▶ PROBLEM TO WORK ON
Only one stretch of the records below should be repeated. It starts with the line containing "used in reports" and goes on through the line containing "be unit length", exactly as written.

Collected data

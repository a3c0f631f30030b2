//! Wikipedia page-title normalization and namespace filtering.

/// Namespace prefixes (lowercase, trailing colon) that are never
/// content articles and get skipped during ingestion.
pub const IGNORED_NAMESPACES: &[&str] = &[
    "wikipedia:",
    "file:",
    "portal:",
    "template:",
    "mediawiki:",
    "user:",
    "help:",
    "book:",
    "draft:",
    "module:",
    "timedtext:",
];

/// `true` if `title` starts with one of [`IGNORED_NAMESPACES`],
/// case-insensitively.
#[must_use]
pub fn is_ignored_namespace(title: &str) -> bool {
    let lower = title.to_lowercase();
    IGNORED_NAMESPACES.iter().any(|ns| lower.starts_with(ns))
}

/// Normalize a raw Wikipedia page title: upper-case the first
/// character and replace underscores with spaces, the canonical form
/// MediaWiki stores titles in internally. A single-character title is
/// just upper-cased. Empty input is returned unchanged.
#[must_use]
pub fn norm_wikipedia_title(title: &str) -> String {
    let mut chars = title.chars();
    match chars.next() {
        None => String::new(),
        Some(first) => {
            let rest: String = chars.collect();
            if rest.is_empty() {
                first.to_uppercase().collect()
            } else {
                format!("{}{}", first.to_uppercase(), rest.replace('_', " "))
            }
        }
    }
}
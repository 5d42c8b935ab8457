#![no_main]

use libfuzzer_sys::arbitrary::{Arbitrary, Result, Unstructured};
use libfuzzer_sys::fuzz_target;
use stl_validator::{ValidatorConfig, validate_bytes};

#[derive(Debug)]
struct FuzzSolid {
    facets: Vec<[f32; 12]>,
    attributes: Vec<u16>,
}

impl<'a> Arbitrary<'a> for FuzzSolid {
    fn arbitrary(u: &mut Unstructured<'a>) -> Result<Self> {
        let count = u.int_in_range(0..=64)?;
        let mut facets = Vec::with_capacity(count);
        let mut attributes = Vec::with_capacity(count);
        for _ in 0..count {
            facets.push(u.arbitrary()?);
            attributes.push(u.arbitrary()?);
        }
        Ok(FuzzSolid { facets, attributes })
    }
}

fuzz_target!(|solid: FuzzSolid| {
    // Well-formed binary layout with arbitrary geometry, including NaN and
    // infinities, so every facet reaches the geometry checks
    let mut bytes = vec![0u8; 80];
    bytes.extend_from_slice(&(solid.facets.len() as u32).to_le_bytes());
    for (values, attribute) in solid.facets.iter().zip(&solid.attributes) {
        for value in values {
            bytes.extend_from_slice(&value.to_le_bytes());
        }
        bytes.extend_from_slice(&attribute.to_le_bytes());
    }

    let result = validate_bytes(&bytes, &ValidatorConfig::new());
    assert_eq!(result.passed(), result.error_count() == 0);
});
//! Data structures representing STL documents and validation settings

use serde::Serialize;
use std::fmt;

/// The encoding an STL document was read from
#[derive(Debug, Clone, Copy, PartialEq, Eq, Hash, Serialize)]
#[serde(rename_all = "lowercase")]
pub enum StlFormat {
    /// Keyword-delimited text (`solid` ... `endsolid`)
    Ascii,
    /// 80-byte header, facet count and 50-byte facet records
    Binary,
}

impl StlFormat {
    /// Lowercase name used in reports
    pub fn as_str(&self) -> &'static str {
        match self {
            StlFormat::Ascii => "ascii",
            StlFormat::Binary => "binary",
        }
    }
}

impl fmt::Display for StlFormat {
    fn fmt(&self, f: &mut fmt::Formatter<'_>) -> fmt::Result {
        f.write_str(self.as_str())
    }
}

/// A vertex position in 3D space
#[derive(Debug, Clone, Copy, PartialEq)]
pub struct Vertex {
    /// X coordinate
    pub x: f64,
    /// Y coordinate
    pub y: f64,
    /// Z coordinate
    pub z: f64,
}

impl Vertex {
    /// Create a new vertex
    pub fn new(x: f64, y: f64, z: f64) -> Self {
        Self { x, y, z }
    }

    /// Whether any coordinate is strictly negative
    pub fn has_negative_coordinate(&self) -> bool {
        self.x < 0.0 || self.y < 0.0 || self.z < 0.0
    }
}

/// A facet normal as declared in the file
///
/// The declared normal is kept verbatim: it is not required to be unit length
/// and may even be zero. The validator compares it against the normal computed
/// from the vertices.
#[derive(Debug, Clone, Copy, PartialEq)]
pub struct Normal {
    /// X component
    pub x: f64,
    /// Y component
    pub y: f64,
    /// Z component
    pub z: f64,
}

impl Normal {
    /// Create a new normal
    pub fn new(x: f64, y: f64, z: f64) -> Self {
        Self { x, y, z }
    }

    /// Euclidean length of the declared vector
    pub fn magnitude(&self) -> f64 {
        self.x.hypot(self.y).hypot(self.z)
    }
}

/// One triangular face: a declared normal and exactly three vertices
#[derive(Debug, Clone, PartialEq)]
pub struct Facet {
    /// Normal as declared in the file
    pub normal: Normal,
    /// Vertices in declared order
    pub vertices: [Vertex; 3],
    /// Line of the `facet` keyword (ASCII only)
    pub line: Option<usize>,
}

impl Facet {
    /// Create a facet with no source line
    pub fn new(normal: Normal, vertices: [Vertex; 3]) -> Self {
        Self {
            normal,
            vertices,
            line: None,
        }
    }

    /// Attach the source line of the `facet` keyword
    pub fn with_line(mut self, line: usize) -> Self {
        self.line = Some(line);
        self
    }
}

/// A parsed STL file, independent of the encoding it came from
///
/// Built once by the ASCII or binary parser and not mutated afterwards.
#[derive(Debug, Clone, PartialEq)]
pub struct StlDocument {
    /// Encoding the document was read from
    pub format: StlFormat,
    /// Name on the opening `solid` line (ASCII only)
    pub solid_name: Option<String>,
    /// Name on the closing `endsolid` line (ASCII only)
    pub end_solid_name: Option<String>,
    /// Line of the `endsolid` keyword (ASCII only)
    pub end_solid_line: Option<usize>,
    /// The 80 opaque header bytes (binary only)
    pub header: Option<Vec<u8>>,
    /// Facets in file order
    pub facets: Vec<Facet>,
}

impl StlDocument {
    /// Create an empty ASCII document
    pub fn ascii(solid_name: Option<String>) -> Self {
        Self {
            format: StlFormat::Ascii,
            solid_name,
            end_solid_name: None,
            end_solid_line: None,
            header: None,
            facets: Vec::new(),
        }
    }

    /// Create an empty binary document with the given header bytes
    pub fn binary(header: Vec<u8>) -> Self {
        Self {
            format: StlFormat::Binary,
            solid_name: None,
            end_solid_name: None,
            end_solid_line: None,
            header: Some(header),
            facets: Vec::new(),
        }
    }

    /// Number of facets in the document
    pub fn facet_count(&self) -> usize {
        self.facets.len()
    }

    /// The binary header as text, with trailing NUL bytes and whitespace removed
    ///
    /// Returns `None` for ASCII documents.
    pub fn header_comment(&self) -> Option<String> {
        self.header.as_ref().map(|bytes| {
            String::from_utf8_lossy(bytes)
                .trim_end_matches(['\0', ' ', '\t', '\r', '\n'])
                .to_string()
        })
    }
}

/// Numeric tolerances used by the geometry checks
///
/// The defaults are chosen relative to `f32` precision (about 1.2e-7), since
/// binary STL stores single-precision values and most ASCII exporters print
/// six to seven significant digits.
#[derive(Debug, Clone, Copy, PartialEq)]
pub struct Tolerances {
    /// A facet is degenerate when `|e1 x e2| <= collinear_epsilon * |e1| * |e2|`,
    /// i.e. when the sine of the angle between its edges is this small
    pub collinear_epsilon: f64,
    /// The cosine between the unit declared normal and the computed normal
    /// must exceed this value for the winding to count as counterclockwise
    pub winding_epsilon: f64,
    /// Allowed deviation of the declared normal's length from 1.0
    pub normal_magnitude_tolerance: f64,
}

impl Tolerances {
    /// Default collinearity threshold (sine of the edge angle)
    pub const DEFAULT_COLLINEAR_EPSILON: f64 = 1e-6;
    /// Default winding threshold (cosine between normals)
    pub const DEFAULT_WINDING_EPSILON: f64 = 1e-4;
    /// Default normal length tolerance
    pub const DEFAULT_NORMAL_MAGNITUDE_TOLERANCE: f64 = 1e-3;
}

impl Default for Tolerances {
    fn default() -> Self {
        Self {
            collinear_epsilon: Self::DEFAULT_COLLINEAR_EPSILON,
            winding_epsilon: Self::DEFAULT_WINDING_EPSILON,
            normal_magnitude_tolerance: Self::DEFAULT_NORMAL_MAGNITUDE_TOLERANCE,
        }
    }
}

/// Configuration for validating STL files
///
/// Passed explicitly into every validation call, so concurrent validations
/// with different settings never interfere.
///
/// # Example
///
/// ```
/// use stl_validator::ValidatorConfig;
///
/// let config = ValidatorConfig::new().with_tolerant(true);
/// assert!(config.tolerant());
/// ```
#[derive(Debug, Clone, Copy, PartialEq, Default)]
pub struct ValidatorConfig {
    tolerant: bool,
    tolerances: Tolerances,
}

impl ValidatorConfig {
    /// Create a strict configuration with default tolerances
    pub fn new() -> Self {
        Self::default()
    }

    /// Enable or disable tolerant mode
    ///
    /// In tolerant mode winding-order, naming and negative-coordinate errors
    /// are downgraded to warnings and no longer fail the file.
    pub fn with_tolerant(mut self, tolerant: bool) -> Self {
        self.tolerant = tolerant;
        self
    }

    /// Replace the numeric tolerances
    pub fn with_tolerances(mut self, tolerances: Tolerances) -> Self {
        self.tolerances = tolerances;
        self
    }

    /// Whether tolerant mode is enabled
    pub fn tolerant(&self) -> bool {
        self.tolerant
    }

    /// The numeric tolerances in use
    pub fn tolerances(&self) -> &Tolerances {
        &self.tolerances
    }
}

▶ ANSWER SECTION
    /// Lowercase name used in reports
    pub fn as_str(&self) -> &'static str {
        match self {
            StlFormat::Ascii => "ascii",
            StlFormat::Binary => "binary",
        }
    }
}

impl fmt::Display for StlFormat {
    fn fmt(&self, f: &mut fmt::Formatter<'_>) -> fmt::Result {
        f.write_str(self.as_str())
    }
}

/// A vertex position in 3D space
#[derive(Debug, Clone, Copy, PartialEq)]
pub struct Vertex {
    /// X coordinate
    pub x: f64,
    /// Y coordinate
    pub y: f64,
    /// Z coordinate
    pub z: f64,
}

impl Vertex {
    /// Create a new vertex
    pub fn new(x: f64, y: f64, z: f64) -> Self {
        Self { x, y, z }
    }

    /// Whether any coordinate is strictly negative
    pub fn has_negative_coordinate(&self) -> bool {
        self.x < 0.0 || self.y < 0.0 || self.z < 0.0
    }
}

/// A facet normal as declared in the file
///
/// The declared normal is kept verbatim: it is not required to be unit length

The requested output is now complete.